次のネットワーク更改時期の2027年に向けて長岡氏は、「課題はサテライト医療施設との拠点間通信です。今後トラフィック増加が見込まれるなかで、回線の高速化やセキュリティを分散させずに一元的に管理する必要があります。また、セキュリティ強化も必要となるため、SASE(*2)やクラウド利用の増加にあわせてCASB(*3)といったセキュリティとネットワーク両面での導入方針を考えていきます」と今後の展望を語った。
また横山氏も、「病院は24時間365日稼働するため、ネットワークが途切れないことが何より重要です。
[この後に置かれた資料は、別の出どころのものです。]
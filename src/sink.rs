//! Downstream record consumers.

use crate::types::ChangeRecord;
use crossbeam_channel::{bounded, Receiver, Sender};
use std::time::Duration;

/// Accepts change records on behalf of the host pipeline.
///
/// `accept` may block; a blocked call holds up the registry's notification
/// thread, which is how a slow consumer throttles intake. Failures inside
/// `accept` are the sink's own concern.
pub trait Sink: Send + Sync {
    fn accept(&self, record: ChangeRecord);
}

impl<F> Sink for F
where
    F: Fn(ChangeRecord) + Send + Sync,
{
    fn accept(&self, record: ChangeRecord) {
        self(record)
    }
}

/// Sink backed by a bounded channel. `accept` blocks while the channel is full.
#[derive(Clone)]
pub struct ChannelSink {
    sender: Sender<ChangeRecord>,
}

impl ChannelSink {
    /// Create a sink and the receiving half, buffering at most `capacity` records.
    pub fn bounded(capacity: usize) -> (Self, RecordReceiver) {
        let (sender, receiver) = bounded(capacity);
        (Self { sender }, RecordReceiver { receiver })
    }
}

impl Sink for ChannelSink {
    fn accept(&self, record: ChangeRecord) {
        if self.sender.send(record).is_err() {
            tracing::warn!("Record receiver dropped, discarding change record");
        }
    }
}

/// Receiving half of a [`ChannelSink`].
pub struct RecordReceiver {
    receiver: Receiver<ChangeRecord>,
}

impl RecordReceiver {
    /// Receive the next record (blocking).
    pub fn recv(&self) -> Result<ChangeRecord, crossbeam_channel::RecvError> {
        self.receiver.recv()
    }

    /// Try to receive a record (non-blocking).
    pub fn try_recv(&self) -> Result<ChangeRecord, crossbeam_channel::TryRecvError> {
        self.receiver.try_recv()
    }

    /// Receive with timeout.
    pub fn recv_timeout(
        &self,
        timeout: Duration,
    ) -> Result<ChangeRecord, crossbeam_channel::RecvTimeoutError> {
        self.receiver.recv_timeout(timeout)
    }

    /// Number of records waiting.
    pub fn len(&self) -> usize {
        self.receiver.len()
    }

    pub fn is_empty(&self) -> bool {
        self.receiver.is_empty()
    }
}
//! Fixed-rate task scheduling on a dedicated thread.

use crate::error::Result;
use crossbeam_channel::{bounded, RecvTimeoutError, Sender};
use std::panic::{self, AssertUnwindSafe};
use std::thread::{self, JoinHandle};
use std::time::{Duration, Instant};

/// Runs a task immediately and then every `period`, measured from the
/// schedule start.
///
/// All runs happen on one thread, so they never overlap. A run that overruns
/// one or more periods causes the missed slots to be skipped. Dropping the
/// scheduler stops it and waits for an in-flight run to finish.
pub struct FixedRateScheduler {
    stop_tx: Option<Sender<()>>,
    handle: Option<JoinHandle<()>>,
}

impl FixedRateScheduler {
    pub fn spawn<F>(name: &str, period: Duration, task: F) -> Result<Self>
    where
        F: FnMut() + Send + 'static,
    {
        let (stop_tx, stop_rx) = bounded::<()>(1);
        let period = period.max(Duration::from_millis(1));

        let handle = thread::Builder::new()
            .name(name.to_string())
            .spawn(move || {
                let mut task = task;
                let mut next = Instant::now();
                loop {
                    match stop_rx.recv_deadline(next) {
                        Err(RecvTimeoutError::Timeout) => {}
                        // Explicit stop or scheduler dropped.
                        Ok(()) | Err(RecvTimeoutError::Disconnected) => break,
                    }

                    if panic::catch_unwind(AssertUnwindSafe(&mut task)).is_err() {
                        tracing::error!("Scheduled task panicked");
                    }

                    let Some(due) = next_slot(next, period, Instant::now()) else {
                        tracing::error!(?period, "Next run is not representable, scheduler exiting");
                        break;
                    };
                    if due.skipped > 0 {
                        tracing::warn!(
                            skipped = due.skipped,
                            "Scheduled task overran its period, skipping runs"
                        );
                    }
                    next = due.at;
                }
                tracing::debug!("Scheduler stopped");
            })?;

        Ok(Self {
            stop_tx: Some(stop_tx),
            handle: Some(handle),
        })
    }

    /// Stop scheduling and wait for an in-flight run to complete.
    pub fn shutdown(mut self) {
        self.stop_and_join();
    }

    fn stop_and_join(&mut self) {
        if let Some(stop_tx) = self.stop_tx.take() {
            let _ = stop_tx.try_send(());
        }
        if let Some(handle) = self.handle.take() {
            if handle.join().is_err() {
                tracing::error!("Scheduler thread panicked");
            }
        }
    }
}

/// Next run of a fixed-rate schedule.
#[derive(Debug, PartialEq, Eq)]
struct Slot {
    at: Instant,
    /// Slots that already passed and will not run.
    skipped: u64,
}

/// First slot after `last` on the `period` grid that is still in the future
/// relative to `now`. `None` if it cannot be represented.
fn next_slot(last: Instant, period: Duration, now: Instant) -> Option<Slot> {
    let mut at = last.checked_add(period)?;
    let mut skipped = 0u64;
    while at <= now {
        at = at.checked_add(period)?;
        skipped += 1;
    }
    Some(Slot { at, skipped })
}

impl Drop for FixedRateScheduler {
    fn drop(&mut self) {
        self.stop_and_join();
    }
}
セキュリティにも十分配慮する必要があり、その点は現在しっかり実現できていると感じています」と期待を込めて語った。
アライドテレシスはこれからも、製品や技術、サポートなどの提供を通じて、置賜総合病院のITインフラを積極的に支援していく。
*1 EDR(Endpoint Detection and Response):エンドポイント(PCやサーバーなど)でのサイバー攻撃を検知し、迅速に対応するためのセキュリティ技術
*2 SASE(Secure Access Service Edge) :ネットワーク機能とセキュリティ機能を一体として提供するクラウドサービス
*3 CASB(Cloud Access Security Broker) :クラウドサービスの利用状況を可視化し管理するセキュリティサービス
導入ネットワーク構成イメージ図
導入企業基本情報
公立置賜総合病院
医事情報課長
横山 ちはる氏
公立置賜総合病院
医事情報課 情報係
システムエンジニア
長岡 隼人氏
- 病院名
- 置賜広域病院企業団 公立置賜総合病院
- 開設
- 2000年
- 所在地
- 山形県東置賜郡川西町大字西大塚2000番地
- 代表
- 置賜広域病院企業団 企業長 渡邉 丈洋 / 公立置賜総合病院 院長 江口 英行
- 病床数
- 496床
- URL
- https://www.okitama-hp.or.jp/
置賜地域の中核医療機関として、優秀な医療スタッフと最新鋭の高度医療機器を配置し、21世紀における置賜地域の医療体制の拠点となる病院。救命救急センターを併設し、サテライト医療施設とも連携して救急医療を行うことにより、急な病気や不慮の事故の場合でも安心して医療が受けられる。「将来にわたって質の高い医療を提供し、地域医療を守る」という使命を果たすため、職員一同力を合わせて取り組んでいる。